A HISTÓRIA: O cinéfilo Mort Rifkin (Wallace Shawn) acompanha a sua mulher, a assessora de imprensa Sue (Gina Gershon), ao Festival de Cinema de San Sebastián, em Espanha, pois teme que o fascínio dela por um cliente, o jovem realizador Philippe (Louis Garrel), não seja meramente profissional. Mort espera ainda aliviar a pressão que sente para escrever um primeiro romance que corresponda aos seus exigentes padrões.

Aqui, Mort deixa-se envolver pelos clássicos do cinema de mestres como Bergman, Fellini, Godard, Truffaute Buñuel, sobre os quais deu aulas na faculdade. O encantamento de Sue por Philippe e o desdém de Mort por este, prejudicam a já desgastada relação conjugal e a disposição de Mort apenas melhora quando conhece a Dra. Jo Rojas (Elena Anaya), uma alma gémea a quem o casamento com o intempestivo pintor Paco (Sergi López) também traz sofrimento.

"Rifkin's Festival": nos cinemas a partir de 23 de setembro.


Crítica: Daniel Antero

Quando os estúdios americanos o cancelaram, Londres, Barcelona, Paris e Roma abriram-lhes portas. "Scoop", "Vicky Cristina Barcelona", "Meia-Noite em Paris" ou "Para Roma com Amor" foram alguns dos filmes que permitiram a Woody Allen prosseguir a caminhada terapêutica da sua segunda juventude.

Em 2019, depois de divagar pelos anos 1920, 1930 e 1950 em novas produções - "Magia ao Luar", "Café Society", "Roda Gigante", p.e. - Allen sentiu que necessitava de férias, repor energias e reavivar as reminiscências das artes que o encantaram: o cinema, a música, a arquitetura, a psicanálise.

Assim, depois de 56 anos de carreira e 48 filmes, em jeito de agradecimento, homenagem, férias e recompensa, Allen, que à data das filmagens do seu 49º projeto contava com 83 anos de idade, retornou ao presente europeu, à cidade veraneante de San Sebastián e ao seu festival de cinema.
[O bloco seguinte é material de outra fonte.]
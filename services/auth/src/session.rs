//! Expiring session store
//!
//! Wraps a [`Storage`] backend and stamps every value with an absolute
//! expiry. Expired records are not swept in the background: they are
//! removed the first time a read observes them. Reading a valid record
//! never extends it.

use std::sync::Arc;
use std::time::Duration;

use common::{Clock, Storage, StorageError, SystemClock};
use serde::{Serialize, de::DeserializeOwned};
use tracing::{debug, info, warn};

use crate::{
    error::{SessionError, SessionResult},
    models::{Principal, SessionRecord},
};

/// Storage key holding the signed-in principal
pub const SIGNED_IN_KEY: &str = "signedIn";

/// Lifetime of a login session (12 hours)
pub const DEFAULT_SESSION_TTL: Duration = Duration::from_secs(12 * 60 * 60);

/// Outcome of reading a key
#[derive(Debug, Clone, PartialEq)]
pub enum Lookup<T> {
    /// The record exists and has not expired
    Fresh(T),
    /// Nothing is stored under the key
    Missing,
    /// The record had expired and has been evicted
    Expired,
}

impl<T> Lookup<T> {
    pub fn into_option(self) -> Option<T> {
        match self {
            Lookup::Fresh(value) => Some(value),
            Lookup::Missing | Lookup::Expired => None,
        }
    }
}

/// Key/value store whose entries expire
#[derive(Clone)]
pub struct SessionStore {
    storage: Arc<dyn Storage>,
    clock: Arc<dyn Clock>,
    ttl: Duration,
}

impl SessionStore {
    /// Create a store over `storage` using the system clock and a 12 hour TTL
    pub fn new(storage: Arc<dyn Storage>) -> Self {
        Self {
            storage,
            clock: Arc::new(SystemClock),
            ttl: DEFAULT_SESSION_TTL,
        }
    }

    pub fn with_clock(mut self, clock: Arc<dyn Clock>) -> Self {
        self.clock = clock;
        self
    }

    /// Set the TTL used by [`SessionStore::sign_in`]
    pub fn with_ttl(mut self, ttl: Duration) -> Self {
        self.ttl = ttl;
        self
    }

    pub fn ttl(&self) -> Duration {
        self.ttl
    }

    /// Store `value` under `key`, valid for `ttl` from now
    pub fn set<T: Serialize>(&self, key: &str, value: &T, ttl: Duration) -> SessionResult<()> {
        let ttl_millis = i64::try_from(ttl.as_millis()).unwrap_or(i64::MAX);
        let expiry = self.clock.now_millis().saturating_add(ttl_millis);

        let raw = serde_json::to_string(&SessionRecord::new(value, expiry))
            .map_err(SessionError::Encode)?;
        self.storage.set_item(key, &raw)?;

        info!("Stored {} (expires at {})", key, expiry);
        Ok(())
    }

    /// Read `key`, treating every failure as "nothing stored"
    pub fn get<T: DeserializeOwned>(&self, key: &str) -> Option<T> {
        match self.lookup(key) {
            Ok(lookup) => lookup.into_option(),
            Err(e) => {
                warn!("Treating {} as absent: {}", key, e);
                None
            }
        }
    }

    /// Read `key`, reporting why nothing usable was found
    ///
    /// Expired and undecodable records are evicted before returning.
    pub fn lookup<T: DeserializeOwned>(&self, key: &str) -> SessionResult<Lookup<T>> {
        let raw = match self.storage.get_item(key) {
            Ok(Some(raw)) if !raw.is_empty() => raw,
            Ok(_) => return Ok(Lookup::Missing),
            Err(e @ StorageError::Corrupt(_)) => {
                self.evict(key);
                return Err(e.into());
            }
            Err(e) => return Err(e.into()),
        };

        let record: SessionRecord<T> = match serde_json::from_str(&raw) {
            Ok(record) => record,
            Err(e) => {
                self.evict(key);
                return Err(SessionError::Corrupt {
                    key: key.to_string(),
                    reason: e.to_string(),
                });
            }
        };

        let now = self.clock.now_millis();
        if !record.is_valid_at(now) {
            debug!("{} expired at {} (now {})", key, record.expiry, now);
            self.evict(key);
            return Ok(Lookup::Expired);
        }

        Ok(Lookup::Fresh(record.value))
    }

    /// Delete `key` whether or not it exists
    pub fn remove(&self, key: &str) -> SessionResult<()> {
        self.storage.remove_item(key)?;
        info!("Removed {}", key);
        Ok(())
    }

    /// Persist `principal` as the signed-in session, replacing any other
    pub fn sign_in(&self, principal: &Principal) -> SessionResult<()> {
        info!("Creating session for employee: {}", principal.id);
        self.set(SIGNED_IN_KEY, principal, self.ttl)
    }

    /// The signed-in principal, if the session is present and valid
    pub fn signed_in(&self) -> Option<Principal> {
        self.get(SIGNED_IN_KEY)
    }

    /// Destroy the signed-in session
    pub fn sign_out(&self) -> SessionResult<()> {
        self.remove(SIGNED_IN_KEY)
    }

    fn evict(&self, key: &str) {
        if let Err(e) = self.storage.remove_item(key) {
            warn!("Failed to evict {}: {}", key, e);
        }
    }
}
Imaginamo-lo deitado na sua toalha de praia, banhando os pés no Mar Cantábrico, escrevendo mais uma página no seu diário de terapia ininterrupta…

"Rifkin's Festival" revive os motivos habituais, explorados vezes sem conta. De tom irónico, espirituoso, por vezes complacente, noutras melancólico, Allen coloca agora na personagem de Mort Rifkin (Wallace Shawn) as suas neuroses e devaneios.

Mort é um escritor e professor de cinema com o casamento em declínio e em bloqueio criativo. Em San Sebastián, durante o festival de cinema, encontra um novo interesse romântico que lhe traz ímpeto para enfrentar a vida. Entre privilégios, cocktails, idas ao médico e passeios pelos mercados, o nova-iorquino vai aliviando a dor e revivendo memórias.

Galgando a beleza da cidade espanhola (banhada pela luz do lendário diretor de fotografia Vittorio Storaro) e sonhando noite após noite, Mort e Allen em simbiose psicanalítica e cinematográfica, começam a sobrepor à realidade vinhetas oníricas a preto e branco, que evocam as suas questões existencialistas, amorosas e criativas.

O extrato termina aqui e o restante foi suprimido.